Taking a holistic approach to CT data
Taking an interoperable, API-first approach to CT data is a first step towards joining up data with complete accuracy and confidence. But it is important to understand that APIs are not a complete strategy in themselves, they are only a starting point.
While connectivity is a key element in the consumption of CT data, it is effectively meaningless without interpreting the data and deriving the full value, for investment decision-making.
Firms will need to consider whether they have the right control environment, entitlements protocol and domain knowledge, to translate across these data sets and the varying formats each uses, to garner granular insights that will drive growth.
One obstacle we see in the way of this, is the legacy infrastructure capital markets firms currently operate in. In fact, according to a new survey by the DTCC and Celent, as many as 60% of buy and sell side-firms are still reliant on a mainframe, despite the industry push towards the cloud.
While the mainframe has supported capital markets firms for decades, it has failed to keep pace with changing markets and client needs. As a result, many firms have since accumulated a medley of niche solutions and manual workarounds, forming the legacy technology and data inadequacies that exist today.

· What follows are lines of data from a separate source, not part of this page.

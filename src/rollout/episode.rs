//! Episode generation
//!
//! Drives one policy through one environment instance for at most `horizon`
//! steps, sampling each action from the policy's categorical distribution.

use anyhow::{anyhow, Result};
use rand::distributions::{Distribution, WeightedIndex};
use rand::rngs::StdRng;

use crate::env::Environment;
use crate::policy::ActorCritic;
use crate::rollout::Trajectory;

/// Roll one episode.
///
/// Stops when the environment reports termination or after `horizon` steps,
/// whichever comes first; a horizon-truncated trajectory is valid, not an
/// error. The environment is mutated and must not be shared with any other
/// worker.
pub fn generate_episode<E: Environment>(
    policy: &ActorCritic,
    env: &mut E,
    horizon: usize,
    rng: &mut StdRng,
) -> Result<Trajectory> {
    let mut trajectory = Trajectory::default();
    let mut state = env.reset();

    for _ in 0..horizon {
        let probs = policy.action_probs(&state)?;
        let dist = WeightedIndex::new(&probs)
            .map_err(|e| anyhow!("degenerate action distribution: {e}"))?;
        let action = dist.sample(rng) as i64;

        let result = env.step(action);
        trajectory.states.push(state);
        trajectory.actions.push(action);
        trajectory.rewards.push(result.reward);

        if result.done {
            return Ok(trajectory);
        }
        state = result
            .observation
            .ok_or_else(|| anyhow!("environment returned no observation on a non-terminal step"))?;
    }

    trajectory.final_state = Some(state);
    Ok(trajectory)
}
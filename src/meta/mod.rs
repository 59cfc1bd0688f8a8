//! Reptile meta-learning outer loop

pub mod reptile;

pub use reptile::{interpolate, MetaConfig, MetaOutcome, ReptileTrainer, SCORE_SENTINEL};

The advent of Consolidated Tape, offers an opportune time to review the investment technology and data processes in place, and whether these will enable firms to efficiently extract and derive value from CT data (not in isolation but as part of all the critical data living in the firms ecosystem), without additional cost and resourcing.
This is particularly timely in a market with heightened volatility and geopolitical disruption. Being able to harness real-time data across critical data sets – including CT data – to gain a live view of positions, portfolio, risk, and exposure is critical.

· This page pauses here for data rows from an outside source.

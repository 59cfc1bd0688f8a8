//! Trajectory collection and advantage estimation
//!
//! One rollout worker produces a [`Trajectory`] per episode; the estimator
//! turns it into per-step return targets and advantages; the collector pools
//! everything into a flat [`Batch`] for minibatch optimization.

pub mod collector;
pub mod episode;
pub mod estimator;

pub use collector::{collect_batch, EstimatorSettings};
pub use episode::generate_episode;
pub use estimator::AdvantageKind;

/// One episode's ordered steps.
///
/// `states[t]` is the state in which `actions[t]` was taken for reward
/// `rewards[t]`. The successor of the final step is `final_state`, which is
/// `None` when the episode terminated (there is no state to bootstrap from)
/// and the last observation when the horizon truncated the episode.
#[derive(Debug, Clone, Default)]
pub struct Trajectory {
    /// Visited states, one per decision
    pub states: Vec<Vec<f32>>,

    /// Sampled actions
    pub actions: Vec<i64>,

    /// Per-step rewards
    pub rewards: Vec<f32>,

    /// Successor of the last step, absent on termination
    pub final_state: Option<Vec<f32>>,
}

impl Trajectory {
    /// Number of steps taken.
    pub fn len(&self) -> usize {
        self.actions.len()
    }

    /// Whether the episode recorded no steps.
    pub fn is_empty(&self) -> bool {
        self.actions.is_empty()
    }

    /// Successor state of step `t`, `None` at a terminal final step.
    pub fn successor(&self, t: usize) -> Option<&[f32]> {
        if t + 1 < self.len() {
            Some(&self.states[t + 1])
        } else {
            self.final_state.as_deref()
        }
    }
}

/// Pooled steps from a whole outer batch of trajectories.
///
/// Trajectory boundaries are not retained; within-trajectory order is
/// preserved by each worker, and ordering across trajectories carries no
/// semantic weight because targets and advantages are computed per worker
/// before merging.
#[derive(Debug, Clone)]
pub struct Batch {
    state_size: usize,

    /// Flattened states, `len() * state_size` values
    pub states: Vec<f32>,

    /// Actions, one per step
    pub actions: Vec<i64>,

    /// Critic regression targets
    pub targets: Vec<f32>,

    /// Advantage weights
    pub advantages: Vec<f32>,

    /// Raw rewards
    pub rewards: Vec<f32>,
}

impl Batch {
    /// Empty batch for states of the given size.
    pub fn new(state_size: usize) -> Self {
        Self {
            state_size,
            states: Vec::new(),
            actions: Vec::new(),
            targets: Vec::new(),
            advantages: Vec::new(),
            rewards: Vec::new(),
        }
    }

    /// Append one trajectory's steps with their estimates.
    pub fn push_trajectory(&mut self, trajectory: &Trajectory, targets: &[f32], advantages: &[f32]) {
        debug_assert_eq!(trajectory.len(), targets.len());
        debug_assert_eq!(trajectory.len(), advantages.len());

        for state in &trajectory.states {
            debug_assert_eq!(state.len(), self.state_size);
            self.states.extend_from_slice(state);
        }
        self.actions.extend_from_slice(&trajectory.actions);
        self.targets.extend_from_slice(targets);
        self.advantages.extend_from_slice(advantages);
        self.rewards.extend_from_slice(&trajectory.rewards);
    }

    /// Append another batch's steps.
    pub fn merge(&mut self, other: Batch) {
        debug_assert_eq!(self.state_size, other.state_size);
        self.states.extend(other.states);
        self.actions.extend(other.actions);
        self.targets.extend(other.targets);
        self.advantages.extend(other.advantages);
        self.rewards.extend(other.rewards);
    }

    /// Total number of pooled steps.
    pub fn len(&self) -> usize {
        self.actions.len()
    }

    /// Whether the batch holds no steps.
    pub fn is_empty(&self) -> bool {
        self.actions.is_empty()
    }

    /// Length of each flattened state.
    pub fn state_size(&self) -> usize {
        self.state_size
    }
}

#[cfg(test)]
mod tests {
    use super::*;

    fn trajectory(len: usize) -> Trajectory {
        Trajectory {
            states: vec![vec![0.0, 1.0]; len],
            actions: vec![1; len],
            rewards: vec![-1.0; len],
            final_state: None,
        }
    }

    #[test]
    fn test_successor_indexing() {
        let mut traj = trajectory(3);
        traj.states = vec![vec![0.0], vec![1.0], vec![2.0]];

        assert_eq!(traj.successor(0), Some(&[1.0f32][..]));
        assert_eq!(traj.successor(1), Some(&[2.0f32][..]));
        assert_eq!(traj.successor(2), None);

        traj.final_state = Some(vec![3.0]);
        assert_eq!(traj.successor(2), Some(&[3.0f32][..]));
    }

    #[test]
    fn test_batch_pools_step_counts() {
        let mut batch = Batch::new(2);
        batch.push_trajectory(&trajectory(3), &[0.0; 3], &[0.0; 3]);
        batch.push_trajectory(&trajectory(5), &[0.0; 5], &[0.0; 5]);

        assert_eq!(batch.len(), 8);
        assert_eq!(batch.states.len(), 8 * 2);

        let mut other = Batch::new(2);
        other.push_trajectory(&trajectory(4), &[0.0; 4], &[0.0; 4]);
        batch.merge(other);
        assert_eq!(batch.len(), 12);
    }
}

To meet the industry’s need for cost optimisation, transparency and low tolerance for risk (when it comes to operational change), firms must look to a solution that can bridge the gap between existing architecture and a future-state data stack.
FINBOURNE’s Modern Financial Data Stack delivers exactly this, in the form of a cloud-native, interoperable data store, that facilitates safer, better and faster provision of data.
- The Modern Financial Data Stack is a trusted data fabric that helps firms to understand and gain value from investment, market and reference data residing across existing systems, teams and functions.
- Leveraging a host of SaaS-enabled capabilities and open APIs, this data stack effectively empowers different functions in the investment ecosystem, so they can interpret and see disparate data sets in the format they wish.
- With data that can now be implicitly trusted and understood, investment managers can confidently join data together, to create meaningful analytics for decision-making.
- It can also facilitate access to external innovations and emerging technologies, such as AI, to provide richer insights.
For these reasons and more, we believe the combination of a fit-for-purpose CT, an open API strategy and a holistic approach to organisational data delivered by the right data stack, will create the most consistent and valuable understanding of market prices.
Crucially, pairing insights from CT data with other data sets and making it available across the organisation, not only promotes greater access to liquidity across functions, but ultimately, greater transparency of market opportunities, for growth and prosperity.